EL VALOR DE LA FILOSOFÍA HOY

Discurso en la ciudad de Mérida de los libros “Reflexiones de un francotirador” y “Escritos desde la disidencia”.

 

            En primer lugar agradezco a Manolo Cañada y a todos los miembros de la trastienda de Mérida el que me hayan invitado y además elogio su tarea y su lucha por la justicia social. Mi labor es desde la trinchera, como uno de los libros se titula. Es la labor del pensamiento. El pensamiento es lo que nos ha constituido como humanos y es lo que se nos está robando en este mundo en el que el dominio, el poder es de unos pocos que han cosificado a los hombres transformándolos en mercancía. De ahí que yo considere que  el problema y la crisis es ética y filosófica. Obedece a una falsa imagen del mundo. Y esa imagen del mundo es la filosofía posmoderna, una negación de la Ilustración que se ha radicalizado. Y aquí se mezclan varias cosas. En primer lugar, la Ilustración se ha pervertido constituyendo la doctrina neoliberal. Y, en segundo lugar, se ha negado la Ilustración dando lugar a la negación de cualquier tipo de discurso que intente dar un sentido al mundo y esto es la filosofía posmoderna. La conjunción de estas dos falsas concepciones de la razón y de la realidad nos ha llevado al mundo que tenemos. Por un lado el neoliberalismo acaba en la explotación máxima del hombre por el hombre. Por otro lado, el posmodernismo acaba en el relativismo radical que justifica cualquier discurso y, que en definitiva, no es más que la justificación del poder del más fuerte. De ahí que la posición de la filosofía sea un pensar desde la disidencia y un pensar como un francotirador. El disidente es el denunciante y esa es su labor de francotirador.

 

El origen del pensamiento.

 

            El pensamiento es una herencia griega que constituye y junto con otras tradiciones funda a Europa. El pensamiento es el logos y surge en la democracia. No se puede separar el pensamiento de la democracia. De ahí que hoy en día no haya pensamiento, hay pensamiento único, lo cual no es pensamiento, sino doctrina. La democracia está ligada al logos y el logos a la democracia. La razón, para que se pueda ejercer necesita de dos es dialógica.

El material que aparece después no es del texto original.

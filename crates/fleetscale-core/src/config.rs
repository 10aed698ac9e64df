//! fleetscale.toml configuration parser.
//!
//! Every field is optional. [`FleetConfig::resolve`] fills in defaults
//! and turns duration strings into [`Duration`]s.

use std::path::{Path, PathBuf};
use std::time::Duration;

use serde::{Deserialize, Serialize};

use crate::error::ConfigError;
use crate::types::RetryPolicy;

pub const DEFAULT_NAMESPACE: &str = "openshift-machine-api";
pub const DEFAULT_FIELD_MANAGER: &str = "fleetscale";
pub const DEFAULT_METRICS_DIRECTORY: &str = "collected-metrics";

/// Longest readiness timeout accepted from config or flags (30 days).
pub const MAX_READINESS_TIMEOUT: Duration = Duration::from_secs(30 * 24 * 60 * 60);

#[derive(Debug, Clone, Default, Serialize, Deserialize)]
pub struct FleetConfig {
    pub platform: Option<PlatformConfig>,
    pub readiness: Option<ReadinessConfig>,
    pub verify: Option<VerifyConfig>,
    pub mutation: Option<MutationConfig>,
    pub output: Option<OutputConfig>,
}

#[derive(Debug, Clone, Default, Serialize, Deserialize)]
pub struct PlatformConfig {
    pub namespace: Option<String>,
    pub field_manager: Option<String>,
}

#[derive(Debug, Clone, Default, Serialize, Deserialize)]
pub struct ReadinessConfig {
    pub enabled: Option<bool>,
    pub interval: Option<String>,
    pub timeout: Option<String>,
}

#[derive(Debug, Clone, Default, Serialize, Deserialize)]
pub struct VerifyConfig {
    pub enabled: Option<bool>,
    pub backoff: Option<Vec<String>>,
    pub max_attempts: Option<u32>,
}

#[derive(Debug, Clone, Default, Serialize, Deserialize)]
pub struct MutationConfig {
    pub concurrency: Option<usize>,
}

#[derive(Debug, Clone, Default, Serialize, Deserialize)]
pub struct OutputConfig {
    pub metrics_directory: Option<PathBuf>,
}

/// Fully resolved settings with defaults applied.
#[derive(Debug, Clone, PartialEq, Eq)]
pub struct Settings {
    pub namespace: String,
    pub field_manager: String,
    pub readiness: ReadinessSettings,
    pub verify: VerifySettings,
    pub mutation_concurrency: usize,
    pub metrics_directory: PathBuf,
}

#[derive(Debug, Clone, PartialEq, Eq)]
pub struct ReadinessSettings {
    pub enabled: bool,
    pub interval: Duration,
    pub timeout: Duration,
}

impl Default for ReadinessSettings {
    fn default() -> Self {
        Self {
            enabled: true,
            interval: Duration::from_secs(1),
            timeout: Duration::from_secs(60 * 60),
        }
    }
}

#[derive(Debug, Clone, PartialEq, Eq)]
pub struct VerifySettings {
    pub enabled: bool,
    pub policy: RetryPolicy,
}

impl Default for VerifySettings {
    fn default() -> Self {
        Self {
            enabled: true,
            policy: RetryPolicy::default(),
        }
    }
}

impl Default for Settings {
    fn default() -> Self {
        Self {
            namespace: DEFAULT_NAMESPACE.to_string(),
            field_manager: DEFAULT_FIELD_MANAGER.to_string(),
            readiness: ReadinessSettings::default(),
            verify: VerifySettings::default(),
            mutation_concurrency: 8,
            metrics_directory: PathBuf::from(DEFAULT_METRICS_DIRECTORY),
        }
    }
}

impl FleetConfig {
    pub fn from_file(path: &Path) -> Result<Self, ConfigError> {
        let content = std::fs::read_to_string(path)?;
        Self::from_toml_str(&content)
    }

    pub fn from_toml_str(content: &str) -> Result<Self, ConfigError> {
        Ok(toml::from_str(content)?)
    }

    /// Apply defaults and validate.
    pub fn resolve(&self) -> Result<Settings, ConfigError> {
        let mut settings = Settings::default();

        if let Some(platform) = &self.platform {
            if let Some(ns) = &platform.namespace {
                settings.namespace = ns.clone();
            }
            if let Some(fm) = &platform.field_manager {
                settings.field_manager = fm.clone();
            }
        }

        if let Some(readiness) = &self.readiness {
            if let Some(enabled) = readiness.enabled {
                settings.readiness.enabled = enabled;
            }
            if let Some(interval) = &readiness.interval {
                settings.readiness.interval = required_duration("readiness.interval", interval)?;
            }
            if let Some(timeout) = &readiness.timeout {
                settings.readiness.timeout = required_duration("readiness.timeout", timeout)?;
            }
            if settings.readiness.timeout > MAX_READINESS_TIMEOUT {
                return Err(ConfigError::Invalid {
                    field: "readiness.timeout",
                    reason: format!("must be at most {}h", MAX_READINESS_TIMEOUT.as_secs() / 3600),
                });
            }
            if settings.readiness.interval.is_zero() {
                return Err(ConfigError::Invalid {
                    field: "readiness.interval",
                    reason: "must be greater than zero".to_string(),
                });
            }
        }

        if let Some(verify) = &self.verify {
            if let Some(enabled) = verify.enabled {
                settings.verify.enabled = enabled;
            }
            if let Some(backoff) = &verify.backoff {
                settings.verify.policy.backoff = backoff
                    .iter()
                    .map(|s| required_duration("verify.backoff", s))
                    .collect::<Result<_, _>>()?;
            }
            if let Some(max_attempts) = verify.max_attempts {
                settings.verify.policy.max_attempts = max_attempts;
            }
        }

        if let Some(concurrency) = self.mutation.as_ref().and_then(|m| m.concurrency) {
            if concurrency == 0 {
                return Err(ConfigError::Invalid {
                    field: "mutation.concurrency",
                    reason: "must be at least 1".to_string(),
                });
            }
            settings.mutation_concurrency = concurrency;
        }

        if let Some(dir) = self.output.as_ref().and_then(|o| o.metrics_directory.clone()) {
            settings.metrics_directory = dir;
        }

        Ok(settings)
    }
}

fn required_duration(field: &'static str, value: &str) -> Result<Duration, ConfigError> {
    parse_duration(value).ok_or_else(|| ConfigError::InvalidDuration {
        field,
        value: value.to_string(),
    })
}

/// Parse a duration string like "500ms", "5s", "2m", "1h".
///
/// A bare number is read as seconds.
pub fn parse_duration(s: &str) -> Option<Duration> {
    let s = s.trim();
    if let Some(ms) = s.strip_suffix("ms") {
        ms.parse::<u64>().ok().map(Duration::from_millis)
    } else if let Some(secs) = s.strip_suffix('s') {
        secs.parse::<u64>().ok().map(Duration::from_secs)
    } else if let Some(mins) = s.strip_suffix('m') {
        let mins = mins.parse::<u64>().ok()?;
        mins.checked_mul(60).map(Duration::from_secs)
    } else if let Some(hours) = s.strip_suffix('h') {
        let hours = hours.parse::<u64>().ok()?;
        hours.checked_mul(3600).map(Duration::from_secs)
    } else {
        s.parse::<u64>().ok().map(Duration::from_secs)
    }
}

#[cfg(test)]
mod tests {
    use super::*;

    #[test]
    fn empty_config_resolves_to_defaults() {
        let config = FleetConfig::from_toml_str("").unwrap();
        assert_eq!(config.resolve().unwrap(), Settings::default());
    }

    #[test]
    fn parse_full_config() {
        let toml_str = r#"
[platform]
namespace = "machines"

[readiness]
interval = "2s"
timeout = "30m"

[verify]
backoff = ["500ms", "1s"]
max_attempts = 4

[mutation]
concurrency = 2

[output]
metrics_directory = "/tmp/results"
"#;
        let settings = FleetConfig::from_toml_str(toml_str)
            .unwrap()
            .resolve()
            .unwrap();

        assert_eq!(settings.namespace, "machines");
        assert_eq!(settings.field_manager, DEFAULT_FIELD_MANAGER);
        assert_eq!(settings.readiness.interval, Duration::from_secs(2));
        assert_eq!(settings.readiness.timeout, Duration::from_secs(1800));
        assert_eq!(
            settings.verify.policy,
            RetryPolicy::new(
                vec![Duration::from_millis(500), Duration::from_secs(1)],
                4
            )
        );
        assert_eq!(settings.mutation_concurrency, 2);
        assert_eq!(settings.metrics_directory, PathBuf::from("/tmp/results"));
    }

    #[test]
    fn bad_duration_is_rejected() {
        let config = FleetConfig::from_toml_str("[readiness]\ntimeout = \"soon\"\n").unwrap();
        let err = config.resolve().unwrap_err();
        assert!(matches!(
            err,
            ConfigError::InvalidDuration { field: "readiness.timeout", .. }
        ));
    }

    #[test]
    fn zero_concurrency_is_rejected() {
        let config = FleetConfig::from_toml_str("[mutation]\nconcurrency = 0\n").unwrap();
        assert!(matches!(
            config.resolve(),
            Err(ConfigError::Invalid { field: "mutation.concurrency", .. })
        ));
    }

    #[test]
    fn from_file_reads_toml() {
        let dir = tempfile::tempdir().unwrap();
        let path = dir.path().join("fleetscale.toml");
        std::fs::write(&path, "[readiness]\nenabled = false\n").unwrap();

        let settings = FleetConfig::from_file(&path).unwrap().resolve().unwrap();
        assert!(!settings.readiness.enabled);
    }

    #[test]
    fn parse_duration_values() {
        assert_eq!(parse_duration("500ms"), Some(Duration::from_millis(500)));
        assert_eq!(parse_duration("5s"), Some(Duration::from_secs(5)));
        assert_eq!(parse_duration("2m"), Some(Duration::from_secs(120)));
        assert_eq!(parse_duration("1h"), Some(Duration::from_secs(3600)));
        assert_eq!(parse_duration("10"), Some(Duration::from_secs(10)));
        assert_eq!(parse_duration("later"), None);
    }

    #[test]
    fn overflowing_duration_is_none() {
        assert_eq!(parse_duration("999999999999999999h"), None);
        assert_eq!(parse_duration("999999999999999999m"), None);
        assert_eq!(parse_duration("99999999999999999999"), None);

        let config =
            FleetConfig::from_toml_str("[readiness]\ntimeout = \"999999999999999999h\"\n").unwrap();
        assert!(matches!(
            config.resolve().unwrap_err(),
            ConfigError::InvalidDuration { field: "readiness.timeout", .. }
        ));
    }

    #[test]
    fn oversized_readiness_timeout_is_rejected() {
        let config =
            FleetConfig::from_toml_str("[readiness]\ntimeout = \"18446744073709551615\"\n").unwrap();
        assert!(matches!(
            config.resolve().unwrap_err(),
            ConfigError::Invalid { field: "readiness.timeout", .. }
        ));

        let config = FleetConfig::from_toml_str("[readiness]\ntimeout = \"720h\"\n").unwrap();
        assert_eq!(config.resolve().unwrap().readiness.timeout, MAX_READINESS_TIMEOUT);
    }
}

La razón no es absoluta, sino que es un instrumento que nos lleva hacia las verdades que rigen la polis. Y ese diálogo se realiza en el ágora. El ágora es el lugar vacío ocupado por la razón. Cuando hay democracia en la plaza se dialoga. Cuando la plaza es ocupada por algún poder, religioso, económico, u otro cualquiera, entonces se acaba la democracia y comienza la tiranía. Porque frente a la democracia sólo existe el totalitarismo. Y eso es lo que ocurre hoy en día. Se ha sustituido la democracia por la dictadura del mercado y de los mercaderes, porque no olvidemos que tienen nombre, que no son entes abstractos. Que, en definitiva, detrás del mercado está la ambición humana. Por eso el pensamiento es la esencia de la democracia, porque pensar es siempre dialogar, enfrentar posiciones desde la razón. Ya sabemos que en el mundo de la polis no existen las leyes necesarias como en la naturaleza, sino las normas convencionales, pero no por ello subjetivas, sino objetivas, fruto de un acuerdo común. De ahí que el relativismo fuese un fenómeno que se diese en Grecia y que dio al traste con la democracia, la transformó en demagogia. Algo similar es lo que ocurre hoy en día con la llamada posmodernidad. La posmodernidad que se jacta del fin del discurso, que defiende y acaba en el relativismo, que disuelve el arte en pura arbitrariedad mercantil. Pues bien, esa posmodernidad también acaba con la política y la convierte en un instrumento en manos del poder económico. La posmodernidad son discursos negativos.

 

            De lo que se trata es de defender el logos, la razón, la democracia. No como absolutos, sino como conquistas ético políticas de la humanidad. Y esto que venimos diciendo es lo que está siendo amenazado en la actualidad. No es que yo defienda una idea de progreso de la historia. Al contrario, la idea de progreso es un mito y está a la base del neoliberalismo que nos promete la liberación del sufrimiento de la humanidad por el mercado, por medio del capitalismo salvaje en el que vivimos. No, no existe progreso en la historia. Siempre que se nos ha hablado de progreso hemos caído en un totalitarismo. El progreso es una idea heredada de la religión cristiana, pero que, curiosamente, la Ilustración endiosó, junto con la razón. Ésta es la parte que yo llamo pervertida de la razón. Y ésta la ha heredado el discurso científico, las utopías políticas y, como no, la utopía neoliberal. La crítica a la idea de progreso es muy importante para darnos cuenta del gran engaño en el que vivimos, y en el que hemos vivido en el siglo XIX y en el XX y ahora en el XXI. Es el mito del progreso el que nos ha llevado a cometer las mayores atrocidades de la historia. Y el progreso histórico no es fruto de una ley o conjunto de leyes históricas, económicas, como nos hace pensar ahora el neoliberalismo, sino una creencia basada en un mito del cristianismo. Por eso, cuando defendemos el logos, la razón, la democracia lo hacemos de forma objetiva, no absoluta. La democracia como una forma de gobierno perfectible. Y que, igual que es perfectible, se ha arruinado en los últimos cuarenta años. Y se ha arruinado, precisamente, por el acoso del neoliberalismo y de la filosofía posmoderna.

 

Fin de época. Quiebra del capitalismo global.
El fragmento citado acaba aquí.